6 Now, this divine Trinity has a likeness in the human mind which we can consider. For the mind itself, because it understands itself, conceives within itself a word. And this is nothing but the intelligible intention of the mind, which is called the mind understood and exists within the mind. When this mind further loves itself, it produces its very self in the will as beloved. Of course, it does not proceed further within itself, but the cycle is concluded when by love it returns to the very substance from which the proceeding began by the intention understood.
The proceeding extends to external effects when from love of itself it proceeds to make something. Thus, three things are discovered in the mind: the mind itself, the source of the proceeding, existing in its nature; and mind conceived in the intellect; and mind beloved in the will. For all that, these three are not one nature, for the mind’s act of understanding is not its being; and its will act is neither its being, nor its act of understanding. For this reason, also, the mind understood and the mind beloved are not persons, since they are not subsisting. Even the mind itself existing in its nature is not a person, for it is not the whole which subsists, but a part of the subsistent; namely, of the man.

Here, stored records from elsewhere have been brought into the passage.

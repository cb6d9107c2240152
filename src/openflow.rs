use std::fmt::{Display, Error, Formatter};

/// OpenFlow message type codes, used by headers to identify meaning of the rest of a message.
#[repr(u8)]
#[derive(Copy, Clone, Debug, PartialEq, Eq)]
pub enum MsgCode {
    Hello,
    Error,
    EchoReq,
    EchoResp,
    Vendor,
    FeaturesReq,
    FeaturesResp,
    GetConfigReq,
    GetConfigResp,
    SetConfig,
    PacketIn,
    FlowRemoved,
    PortStatus,
    PacketOut,
    FlowMod,
    PortMod,
    StatsReq,
    StatsResp,
    BarrierReq,
    BarrierResp,
    QueueGetConfigReq,
    QueueGetConfigResp,
}

impl MsgCode {
    /// Map an OpenFlow 1.0 wire type byte to a message code.
    pub fn from_u8(typ: u8) -> Option<MsgCode> {
        let code = match typ {
            0 => MsgCode::Hello,
            1 => MsgCode::Error,
            2 => MsgCode::EchoReq,
            3 => MsgCode::EchoResp,
            4 => MsgCode::Vendor,
            5 => MsgCode::FeaturesReq,
            6 => MsgCode::FeaturesResp,
            7 => MsgCode::GetConfigReq,
            8 => MsgCode::GetConfigResp,
            9 => MsgCode::SetConfig,
            10 => MsgCode::PacketIn,
            11 => MsgCode::FlowRemoved,
            12 => MsgCode::PortStatus,
            13 => MsgCode::PacketOut,
            14 => MsgCode::FlowMod,
            15 => MsgCode::PortMod,
            16 => MsgCode::StatsReq,
            17 => MsgCode::StatsResp,
            18 => MsgCode::BarrierReq,
            19 => MsgCode::BarrierResp,
            20 => MsgCode::QueueGetConfigReq,
            21 => MsgCode::QueueGetConfigResp,
            _ => return None,
        };
        Some(code)
    }
}

impl Display for MsgCode {
    fn fmt(&self, f: &mut Formatter) -> Result<(), Error> {
        let text = match self {
            MsgCode::Hello => "Hello",
            MsgCode::Error => "Error",
            MsgCode::EchoReq => "EchoReq",
            MsgCode::EchoResp => "EchoResp",
            MsgCode::Vendor => "Vendor",
            MsgCode::FeaturesReq => "FeaturesReq",
            MsgCode::FeaturesResp => "FeaturesResp",
            MsgCode::GetConfigReq => "GetConfigReq",
            MsgCode::GetConfigResp => "GetConfigResp",
            MsgCode::SetConfig => "SetConfig",
            MsgCode::PacketIn => "PacketIn",
            MsgCode::FlowRemoved => "FlowRemoved",
            MsgCode::PortStatus => "PortStatus",
            MsgCode::PacketOut => "PacketOut",
            MsgCode::FlowMod => "FlowMod",
            MsgCode::PortMod => "PortMod",
            MsgCode::StatsReq => "StatsReq",
            MsgCode::StatsResp => "StatsResp",
            MsgCode::BarrierReq => "BarrierReq",
            MsgCode::BarrierResp => "BarrierResp",
            MsgCode::QueueGetConfigReq => "QueueGetConfigReq",
            MsgCode::QueueGetConfigResp => "QueueGetConfigResp",
        };
        f.write_str(text)
    }
}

That is a very long bit of Aquinas, so a shorter extract from Calvin, on where humility comes from: self examination, and a honest assessment of our state.

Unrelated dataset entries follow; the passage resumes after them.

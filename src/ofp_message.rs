use std::io;

use thiserror::Error;

use crate::ofp_header::{OfpHeader, Xid};
use crate::openflow::MsgCode;

/// Errors raised while decoding or encoding OpenFlow messages.
///
/// Every variant maps onto the OpenFlow error taxonomy via
/// `message::ErrorType`, so that the dispatcher can answer the offending
/// connection with a well-formed error reply.
#[derive(Debug, Error)]
pub enum OfpSerializationError {
    #[error("IO Error: {error}")]
    IoError {
        #[from]
        error: io::Error,
    },
    #[error("Unexpected value '{value}' at field '{field}' of '{message}'")]
    UnexpectedValueError {
        value: String,
        field: String,
        message: String,
    },
    #[error("Length mismatch in '{message}'")]
    BadLength { message: String },
    #[error("Unsupported protocol version 0x{version:02x}")]
    UnsupportedVersion { version: u8 },
    #[error("Message code {code} is not supported in version 0x{version:02x}")]
    UnsupportedMessageCode { version: u8, code: MsgCode },
    #[error("Version 0x{version:02x} does not implement {feature}")]
    UnimplementedFeatureInVersion { version: u8, feature: String },
    #[error("Bad match entry 0x{header:08x}: {kind}")]
    BadMatchEntry { header: u32, kind: MatchEntryError },
    #[error("Bad action: {kind} ({detail})")]
    BadActionEntry { kind: ActionEntryError, detail: String },
}

/// Why a TLV match entry was rejected, mirroring the on-wire bad-match codes.
#[derive(Copy, Clone, Debug, PartialEq, Eq, Error)]
pub enum MatchEntryError {
    #[error("unknown field")]
    BadField,
    #[error("failed prerequisite")]
    BadPrereq,
    #[error("duplicate field")]
    DupField,
    #[error("invalid value")]
    BadValue,
    #[error("invalid mask")]
    BadMask,
    #[error("bad length")]
    BadLength,
}

/// Why an action entry was rejected.
#[derive(Copy, Clone, Debug, PartialEq, Eq, Error)]
pub enum ActionEntryError {
    #[error("unknown type")]
    BadType,
    #[error("bad length")]
    BadLength,
    #[error("unknown vendor")]
    BadVendor,
    #[error("unknown vendor subtype")]
    BadVendorType,
    #[error("bad output port")]
    BadOutPort,
    #[error("bad argument")]
    BadArgument,
    #[error("bad queue")]
    BadQueue,
}

/// OpenFlow Message
///
/// Version-agnostic API for handling OpenFlow messages at the byte-buffer level.
pub trait OfpMessage {
    /// Return the byte-size of an `OfpMessage`.
    fn size_of(msg: &Self) -> usize;
    /// Create an `OfpHeader` for the given transaction id and OpenFlow message.
    fn header_of(xid: Xid, msg: &Self) -> Result<OfpHeader, OfpSerializationError>;
    /// Return a marshaled buffer containing an OpenFlow header and the message `msg`.
    fn marshal(xid: Xid, msg: Self) -> Result<Vec<u8>, OfpSerializationError>;
    /// Returns a pair `(Xid, OfpMessage)` of the transaction id and OpenFlow message parsed from
    /// the given OpenFlow header `header`, and buffer `buf`.
    fn parse(header: &OfpHeader, buf: &[u8]) -> Result<(Xid, Self), OfpSerializationError>
    where
        Self: Sized;
}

I have always been exceedingly delighted with the words of Chrysostom, "The foundation of our philosophy is humility;" and still more with those of Augustine, "As the orator, when asked, What is the first precept in eloquence? answered, Delivery: What is the second? Delivery: What the third? Delivery: so, if you ask me in regard to the precepts of the Christian Religion, I will answer, first, second, and third, Humility." By humility he means not when a man, with a consciousness of some virtue, refrains from pride, but when he truly feels that he has no refuge but in humility. This is clear from another passage, "Let no man," says he, "flatter himself: of himself he is a devil: his happiness he owes entirely to God. What have you of your own but sin? Take your sin which is your own; for righteousness is of God." Again, "Why presume so much on the capability of nature? It is wounded, maimed, vexed, lost. The thing wanted is genuine confession, not false defence." "When any one knows that he is nothing in himself, and has no help from himself, the weapons within himself are broken, and the war is ended." All the weapons of impiety must be bruised, and broken, and burnt in the fire; you must remain unarmed, having no help in yourself. The more infirm you are, the more the Lord will sustain you. So, in expounding the seventieth Psalm, he forbids us to remember our own righteousness, in order that we may recognise the righteousness of God, and shows that God bestows his grace upon us, that we may know that we are nothing; that we stand only by the mercy of God, seeing that in ourselves eve are altogether wicked. Let us not contend with God for our right, as if anything attributed to him were lost to our salvation. As our insignificance is his exaltation, so the confession of our insignificance has its remedy provided in his mercy. I do not ask, however, that man should voluntarily yield without being convinced, or that, if he has any powers, he should shut his eyes to them, that he may thus be subdued to true humility; but that getting quit of the disease of self-love and ambition, under the blinding of which he thinks of himself more highly than he ought to think, he may see himself as he really is, by looking into the faithful mirror of Scripture.

Pride, self pride and self esteem are lethal. Yes we were made in the image of God, but that image is now broken, and we have become fools.

All I know is right now the stupid is really hurting.